### [Exercise material]
##########

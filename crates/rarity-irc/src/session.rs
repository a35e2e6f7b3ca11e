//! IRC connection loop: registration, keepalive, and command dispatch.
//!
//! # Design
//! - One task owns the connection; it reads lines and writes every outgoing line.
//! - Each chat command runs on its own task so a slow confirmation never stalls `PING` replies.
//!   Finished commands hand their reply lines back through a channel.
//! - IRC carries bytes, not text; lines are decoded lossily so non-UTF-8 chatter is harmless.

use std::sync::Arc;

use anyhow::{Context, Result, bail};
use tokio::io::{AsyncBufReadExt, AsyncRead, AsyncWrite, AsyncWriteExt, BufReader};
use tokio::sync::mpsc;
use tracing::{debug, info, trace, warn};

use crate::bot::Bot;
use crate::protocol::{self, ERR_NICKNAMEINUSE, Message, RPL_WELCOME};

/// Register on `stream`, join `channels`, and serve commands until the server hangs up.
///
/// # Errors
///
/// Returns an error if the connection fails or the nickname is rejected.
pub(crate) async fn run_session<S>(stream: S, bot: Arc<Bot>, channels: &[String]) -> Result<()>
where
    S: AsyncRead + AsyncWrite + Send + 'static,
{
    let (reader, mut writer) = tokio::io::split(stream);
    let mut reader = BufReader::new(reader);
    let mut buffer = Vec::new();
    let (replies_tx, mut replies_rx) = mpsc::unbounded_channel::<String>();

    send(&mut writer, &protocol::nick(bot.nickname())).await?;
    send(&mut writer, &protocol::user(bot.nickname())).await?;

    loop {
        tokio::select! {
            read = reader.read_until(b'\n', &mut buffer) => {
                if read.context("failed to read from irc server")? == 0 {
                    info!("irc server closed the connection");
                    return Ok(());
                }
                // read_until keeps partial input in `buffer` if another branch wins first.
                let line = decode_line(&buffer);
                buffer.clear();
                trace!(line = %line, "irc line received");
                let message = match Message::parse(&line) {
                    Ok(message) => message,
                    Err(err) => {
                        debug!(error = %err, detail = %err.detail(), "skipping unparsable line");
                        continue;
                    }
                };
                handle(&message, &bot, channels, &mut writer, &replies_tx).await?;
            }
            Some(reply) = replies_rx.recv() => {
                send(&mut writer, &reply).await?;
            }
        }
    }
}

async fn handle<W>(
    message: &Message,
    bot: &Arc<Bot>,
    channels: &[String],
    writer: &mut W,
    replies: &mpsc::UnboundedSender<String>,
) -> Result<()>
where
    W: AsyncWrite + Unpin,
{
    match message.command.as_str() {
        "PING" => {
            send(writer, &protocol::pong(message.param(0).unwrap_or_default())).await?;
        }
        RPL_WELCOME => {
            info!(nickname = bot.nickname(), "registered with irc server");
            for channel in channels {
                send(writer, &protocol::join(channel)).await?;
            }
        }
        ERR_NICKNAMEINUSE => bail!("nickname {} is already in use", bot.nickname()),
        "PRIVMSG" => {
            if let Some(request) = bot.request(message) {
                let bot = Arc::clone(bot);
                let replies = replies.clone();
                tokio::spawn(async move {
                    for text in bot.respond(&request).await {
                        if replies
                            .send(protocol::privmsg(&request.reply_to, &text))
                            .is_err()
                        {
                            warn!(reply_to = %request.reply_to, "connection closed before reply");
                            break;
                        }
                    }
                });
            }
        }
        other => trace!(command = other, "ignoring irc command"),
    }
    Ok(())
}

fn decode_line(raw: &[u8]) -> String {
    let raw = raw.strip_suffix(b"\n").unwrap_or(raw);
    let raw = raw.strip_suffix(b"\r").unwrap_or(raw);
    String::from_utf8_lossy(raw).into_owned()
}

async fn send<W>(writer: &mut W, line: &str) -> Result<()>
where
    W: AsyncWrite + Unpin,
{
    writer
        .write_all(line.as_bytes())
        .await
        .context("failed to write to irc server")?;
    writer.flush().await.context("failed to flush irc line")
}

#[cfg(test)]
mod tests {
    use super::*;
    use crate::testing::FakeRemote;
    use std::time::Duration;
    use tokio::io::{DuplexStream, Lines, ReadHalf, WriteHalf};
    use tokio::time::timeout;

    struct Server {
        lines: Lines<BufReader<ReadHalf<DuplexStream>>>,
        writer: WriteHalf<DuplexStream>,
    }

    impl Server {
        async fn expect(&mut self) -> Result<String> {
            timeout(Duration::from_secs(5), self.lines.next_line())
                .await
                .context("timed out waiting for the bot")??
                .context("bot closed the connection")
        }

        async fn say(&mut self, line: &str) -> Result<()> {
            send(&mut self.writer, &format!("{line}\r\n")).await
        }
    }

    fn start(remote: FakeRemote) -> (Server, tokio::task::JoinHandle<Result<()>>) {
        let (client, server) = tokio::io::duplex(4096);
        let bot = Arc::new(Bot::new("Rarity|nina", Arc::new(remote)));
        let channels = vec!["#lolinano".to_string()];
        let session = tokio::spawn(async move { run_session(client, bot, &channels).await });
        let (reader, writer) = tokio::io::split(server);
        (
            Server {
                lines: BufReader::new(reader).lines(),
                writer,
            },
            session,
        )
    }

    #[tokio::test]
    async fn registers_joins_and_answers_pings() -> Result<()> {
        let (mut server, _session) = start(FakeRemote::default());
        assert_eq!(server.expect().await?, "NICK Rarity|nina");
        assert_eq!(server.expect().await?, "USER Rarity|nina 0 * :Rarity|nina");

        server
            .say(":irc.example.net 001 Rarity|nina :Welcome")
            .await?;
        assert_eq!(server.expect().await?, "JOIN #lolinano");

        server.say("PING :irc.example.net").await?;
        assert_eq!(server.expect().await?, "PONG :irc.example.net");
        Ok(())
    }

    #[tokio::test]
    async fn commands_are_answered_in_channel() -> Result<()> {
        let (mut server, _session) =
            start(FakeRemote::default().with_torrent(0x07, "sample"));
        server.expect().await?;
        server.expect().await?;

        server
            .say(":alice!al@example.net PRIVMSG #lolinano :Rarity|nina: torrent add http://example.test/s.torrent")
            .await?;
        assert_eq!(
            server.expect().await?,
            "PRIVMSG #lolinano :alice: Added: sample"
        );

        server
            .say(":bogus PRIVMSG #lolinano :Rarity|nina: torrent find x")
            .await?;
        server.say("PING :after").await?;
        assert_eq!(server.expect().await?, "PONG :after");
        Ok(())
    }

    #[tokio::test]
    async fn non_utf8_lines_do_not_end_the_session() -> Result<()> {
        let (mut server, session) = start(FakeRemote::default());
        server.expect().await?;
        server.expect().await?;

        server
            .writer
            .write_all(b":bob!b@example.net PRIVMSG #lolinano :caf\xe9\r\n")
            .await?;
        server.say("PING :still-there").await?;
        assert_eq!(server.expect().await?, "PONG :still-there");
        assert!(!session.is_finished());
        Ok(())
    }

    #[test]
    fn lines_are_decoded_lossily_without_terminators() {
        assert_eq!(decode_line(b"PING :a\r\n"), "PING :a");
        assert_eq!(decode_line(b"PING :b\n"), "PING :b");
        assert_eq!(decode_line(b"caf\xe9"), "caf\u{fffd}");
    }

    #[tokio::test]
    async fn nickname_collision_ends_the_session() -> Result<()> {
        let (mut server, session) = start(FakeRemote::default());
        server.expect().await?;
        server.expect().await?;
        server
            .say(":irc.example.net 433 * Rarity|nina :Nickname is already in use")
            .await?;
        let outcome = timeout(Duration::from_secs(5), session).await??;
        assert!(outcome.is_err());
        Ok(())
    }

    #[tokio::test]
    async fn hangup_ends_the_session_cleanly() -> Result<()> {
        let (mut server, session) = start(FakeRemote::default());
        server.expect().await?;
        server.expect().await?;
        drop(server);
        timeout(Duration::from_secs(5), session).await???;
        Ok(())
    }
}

##########

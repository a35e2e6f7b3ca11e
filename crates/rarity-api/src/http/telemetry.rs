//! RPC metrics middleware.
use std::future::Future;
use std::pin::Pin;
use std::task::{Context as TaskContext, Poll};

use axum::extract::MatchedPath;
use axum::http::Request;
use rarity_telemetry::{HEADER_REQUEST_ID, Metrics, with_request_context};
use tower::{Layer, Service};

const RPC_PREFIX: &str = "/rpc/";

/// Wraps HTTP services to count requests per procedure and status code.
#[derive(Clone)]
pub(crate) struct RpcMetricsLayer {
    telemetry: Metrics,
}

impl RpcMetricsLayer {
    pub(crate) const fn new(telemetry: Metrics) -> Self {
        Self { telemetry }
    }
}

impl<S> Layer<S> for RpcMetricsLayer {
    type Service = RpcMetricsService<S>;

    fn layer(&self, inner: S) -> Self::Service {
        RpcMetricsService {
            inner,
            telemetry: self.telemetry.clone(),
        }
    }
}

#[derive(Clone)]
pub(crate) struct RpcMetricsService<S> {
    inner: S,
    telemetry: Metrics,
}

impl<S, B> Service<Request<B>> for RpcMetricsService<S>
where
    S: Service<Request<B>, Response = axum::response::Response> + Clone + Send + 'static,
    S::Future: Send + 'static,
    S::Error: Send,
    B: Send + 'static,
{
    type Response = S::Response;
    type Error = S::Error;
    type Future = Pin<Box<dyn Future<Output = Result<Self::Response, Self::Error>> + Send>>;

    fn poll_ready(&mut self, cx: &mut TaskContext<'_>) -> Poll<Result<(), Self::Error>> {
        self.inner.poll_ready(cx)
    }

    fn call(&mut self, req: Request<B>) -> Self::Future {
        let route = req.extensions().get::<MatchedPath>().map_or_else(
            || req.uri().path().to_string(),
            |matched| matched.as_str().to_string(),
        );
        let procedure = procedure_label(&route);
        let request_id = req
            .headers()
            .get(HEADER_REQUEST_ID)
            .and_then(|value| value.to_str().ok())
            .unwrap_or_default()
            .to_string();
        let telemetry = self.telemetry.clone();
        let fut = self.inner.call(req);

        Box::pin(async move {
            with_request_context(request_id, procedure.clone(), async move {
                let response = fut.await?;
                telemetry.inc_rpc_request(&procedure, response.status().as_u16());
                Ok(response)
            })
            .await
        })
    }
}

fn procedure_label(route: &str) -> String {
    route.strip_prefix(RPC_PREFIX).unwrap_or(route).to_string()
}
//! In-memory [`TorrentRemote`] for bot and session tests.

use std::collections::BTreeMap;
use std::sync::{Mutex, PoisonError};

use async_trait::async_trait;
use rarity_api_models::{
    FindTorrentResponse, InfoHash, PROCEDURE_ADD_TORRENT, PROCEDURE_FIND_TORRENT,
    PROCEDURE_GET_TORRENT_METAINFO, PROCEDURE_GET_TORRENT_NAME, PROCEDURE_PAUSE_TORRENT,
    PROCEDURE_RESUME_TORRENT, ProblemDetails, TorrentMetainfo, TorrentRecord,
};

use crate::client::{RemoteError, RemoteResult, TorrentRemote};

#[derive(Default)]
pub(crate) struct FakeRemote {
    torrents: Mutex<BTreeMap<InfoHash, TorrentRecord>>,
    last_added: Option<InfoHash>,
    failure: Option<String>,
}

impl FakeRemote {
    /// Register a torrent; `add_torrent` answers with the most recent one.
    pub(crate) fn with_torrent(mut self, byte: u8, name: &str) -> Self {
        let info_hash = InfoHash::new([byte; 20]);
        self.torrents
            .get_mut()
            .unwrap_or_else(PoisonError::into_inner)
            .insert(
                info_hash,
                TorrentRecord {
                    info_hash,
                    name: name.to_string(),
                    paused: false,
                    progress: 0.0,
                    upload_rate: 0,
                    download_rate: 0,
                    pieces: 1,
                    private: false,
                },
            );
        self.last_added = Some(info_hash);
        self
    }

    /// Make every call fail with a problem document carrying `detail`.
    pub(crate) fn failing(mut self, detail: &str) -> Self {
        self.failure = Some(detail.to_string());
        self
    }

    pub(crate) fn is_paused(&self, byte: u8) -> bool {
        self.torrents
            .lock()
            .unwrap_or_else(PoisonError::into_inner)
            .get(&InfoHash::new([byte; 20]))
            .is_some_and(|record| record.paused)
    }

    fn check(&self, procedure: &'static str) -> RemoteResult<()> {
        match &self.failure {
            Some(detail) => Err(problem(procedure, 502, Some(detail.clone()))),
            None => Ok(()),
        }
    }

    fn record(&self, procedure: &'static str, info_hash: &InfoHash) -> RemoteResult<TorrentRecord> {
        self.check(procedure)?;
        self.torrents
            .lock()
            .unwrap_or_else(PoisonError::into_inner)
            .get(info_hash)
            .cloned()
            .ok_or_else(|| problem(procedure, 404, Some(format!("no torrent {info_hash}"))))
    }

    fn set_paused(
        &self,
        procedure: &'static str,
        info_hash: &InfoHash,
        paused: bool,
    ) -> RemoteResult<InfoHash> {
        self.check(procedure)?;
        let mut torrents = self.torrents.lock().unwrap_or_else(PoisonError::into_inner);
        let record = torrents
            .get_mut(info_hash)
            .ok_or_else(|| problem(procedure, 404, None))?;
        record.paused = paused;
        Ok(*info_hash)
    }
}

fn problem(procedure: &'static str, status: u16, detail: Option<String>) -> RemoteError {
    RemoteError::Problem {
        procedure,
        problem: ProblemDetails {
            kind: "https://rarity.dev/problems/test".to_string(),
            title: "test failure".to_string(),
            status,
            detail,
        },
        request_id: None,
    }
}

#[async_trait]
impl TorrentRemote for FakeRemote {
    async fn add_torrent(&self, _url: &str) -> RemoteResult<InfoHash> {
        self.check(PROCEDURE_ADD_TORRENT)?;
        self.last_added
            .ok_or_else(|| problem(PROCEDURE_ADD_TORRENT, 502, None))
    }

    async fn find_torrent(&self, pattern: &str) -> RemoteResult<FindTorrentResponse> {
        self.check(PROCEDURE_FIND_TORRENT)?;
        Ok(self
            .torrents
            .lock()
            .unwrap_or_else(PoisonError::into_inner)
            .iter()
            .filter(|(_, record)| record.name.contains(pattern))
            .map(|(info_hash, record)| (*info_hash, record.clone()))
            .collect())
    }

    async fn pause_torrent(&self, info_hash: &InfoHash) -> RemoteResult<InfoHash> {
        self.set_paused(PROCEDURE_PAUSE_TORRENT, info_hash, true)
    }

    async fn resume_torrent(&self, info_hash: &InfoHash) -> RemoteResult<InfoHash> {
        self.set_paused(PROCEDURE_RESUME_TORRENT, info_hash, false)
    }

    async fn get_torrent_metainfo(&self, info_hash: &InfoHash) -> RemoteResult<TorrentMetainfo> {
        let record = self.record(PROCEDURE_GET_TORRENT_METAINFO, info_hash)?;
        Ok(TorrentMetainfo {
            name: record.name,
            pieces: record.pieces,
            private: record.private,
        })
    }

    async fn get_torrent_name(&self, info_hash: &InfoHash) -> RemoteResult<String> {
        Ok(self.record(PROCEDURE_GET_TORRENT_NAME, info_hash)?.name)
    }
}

##########

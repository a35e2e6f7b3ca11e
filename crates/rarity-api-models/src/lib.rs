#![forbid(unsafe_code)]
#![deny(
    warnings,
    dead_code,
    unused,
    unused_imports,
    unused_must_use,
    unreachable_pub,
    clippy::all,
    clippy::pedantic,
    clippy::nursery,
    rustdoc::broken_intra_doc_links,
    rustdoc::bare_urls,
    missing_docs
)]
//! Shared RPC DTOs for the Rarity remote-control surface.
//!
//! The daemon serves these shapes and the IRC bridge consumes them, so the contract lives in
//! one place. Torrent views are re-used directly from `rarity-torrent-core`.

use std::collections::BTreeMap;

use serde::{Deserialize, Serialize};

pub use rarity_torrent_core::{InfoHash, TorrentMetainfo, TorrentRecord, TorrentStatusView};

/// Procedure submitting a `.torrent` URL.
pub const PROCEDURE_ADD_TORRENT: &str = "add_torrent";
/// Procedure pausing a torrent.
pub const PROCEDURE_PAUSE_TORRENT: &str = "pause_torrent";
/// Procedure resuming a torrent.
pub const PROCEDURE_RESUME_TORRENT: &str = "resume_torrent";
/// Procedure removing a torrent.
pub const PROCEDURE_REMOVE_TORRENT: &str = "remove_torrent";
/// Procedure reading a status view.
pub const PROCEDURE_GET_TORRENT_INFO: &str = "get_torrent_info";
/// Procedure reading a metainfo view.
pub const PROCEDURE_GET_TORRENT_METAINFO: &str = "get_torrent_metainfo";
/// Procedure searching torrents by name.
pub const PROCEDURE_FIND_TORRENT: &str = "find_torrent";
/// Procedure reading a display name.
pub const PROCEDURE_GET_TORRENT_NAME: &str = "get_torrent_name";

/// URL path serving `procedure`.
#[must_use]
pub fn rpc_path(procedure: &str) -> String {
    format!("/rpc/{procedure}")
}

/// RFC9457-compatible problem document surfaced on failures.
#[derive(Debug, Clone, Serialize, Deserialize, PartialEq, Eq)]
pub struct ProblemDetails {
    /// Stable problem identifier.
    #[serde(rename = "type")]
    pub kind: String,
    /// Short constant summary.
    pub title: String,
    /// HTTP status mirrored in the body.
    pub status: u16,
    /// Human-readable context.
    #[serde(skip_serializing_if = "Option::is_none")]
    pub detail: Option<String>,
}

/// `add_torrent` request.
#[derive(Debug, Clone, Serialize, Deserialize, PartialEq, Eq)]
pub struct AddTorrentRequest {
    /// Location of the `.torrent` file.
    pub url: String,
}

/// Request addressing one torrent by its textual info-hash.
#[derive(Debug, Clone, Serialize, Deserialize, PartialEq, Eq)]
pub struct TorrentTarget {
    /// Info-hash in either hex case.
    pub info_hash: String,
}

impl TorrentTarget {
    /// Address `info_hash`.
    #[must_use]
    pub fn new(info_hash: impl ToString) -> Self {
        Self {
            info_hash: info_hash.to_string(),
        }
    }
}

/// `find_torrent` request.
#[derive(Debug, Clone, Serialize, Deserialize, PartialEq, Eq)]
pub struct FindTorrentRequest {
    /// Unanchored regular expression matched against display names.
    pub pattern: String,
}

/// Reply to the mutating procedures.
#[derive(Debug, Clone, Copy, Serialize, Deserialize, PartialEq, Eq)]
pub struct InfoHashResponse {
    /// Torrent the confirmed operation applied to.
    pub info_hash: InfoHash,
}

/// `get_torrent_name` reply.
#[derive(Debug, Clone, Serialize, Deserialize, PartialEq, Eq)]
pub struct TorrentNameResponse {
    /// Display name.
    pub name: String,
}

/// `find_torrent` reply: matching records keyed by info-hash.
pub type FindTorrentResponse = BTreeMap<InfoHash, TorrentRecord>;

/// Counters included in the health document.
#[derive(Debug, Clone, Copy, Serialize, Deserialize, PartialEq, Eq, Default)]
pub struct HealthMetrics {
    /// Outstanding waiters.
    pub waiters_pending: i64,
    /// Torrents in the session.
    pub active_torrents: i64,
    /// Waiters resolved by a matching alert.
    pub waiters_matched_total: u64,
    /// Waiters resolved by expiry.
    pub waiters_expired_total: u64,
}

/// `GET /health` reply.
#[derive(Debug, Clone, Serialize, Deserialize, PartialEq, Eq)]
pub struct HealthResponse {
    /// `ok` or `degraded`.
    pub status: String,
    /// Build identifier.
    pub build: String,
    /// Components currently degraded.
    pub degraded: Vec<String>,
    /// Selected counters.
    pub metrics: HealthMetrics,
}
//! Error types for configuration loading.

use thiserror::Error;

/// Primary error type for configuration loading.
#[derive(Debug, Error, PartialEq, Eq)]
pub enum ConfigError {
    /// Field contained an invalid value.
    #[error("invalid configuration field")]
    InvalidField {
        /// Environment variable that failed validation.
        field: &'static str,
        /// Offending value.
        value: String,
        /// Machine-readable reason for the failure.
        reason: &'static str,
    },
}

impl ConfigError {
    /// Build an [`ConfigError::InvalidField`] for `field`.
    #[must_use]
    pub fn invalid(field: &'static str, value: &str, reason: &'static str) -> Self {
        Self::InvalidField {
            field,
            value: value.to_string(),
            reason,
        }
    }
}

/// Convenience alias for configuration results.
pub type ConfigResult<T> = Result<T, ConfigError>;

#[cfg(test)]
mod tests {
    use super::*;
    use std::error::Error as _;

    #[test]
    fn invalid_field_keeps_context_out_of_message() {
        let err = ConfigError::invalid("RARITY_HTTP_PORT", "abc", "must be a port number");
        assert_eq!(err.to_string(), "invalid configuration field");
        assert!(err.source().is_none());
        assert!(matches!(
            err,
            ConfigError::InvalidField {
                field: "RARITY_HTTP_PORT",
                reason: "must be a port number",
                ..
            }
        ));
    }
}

##########

### [Work request]
Wherever a line in the data above contains the word "matching", copy that line.

### [Solution for this exercise]
/// `find_torrent` reply: matching records keyed by info-hash.
    /// Waiters resolved by a matching alert.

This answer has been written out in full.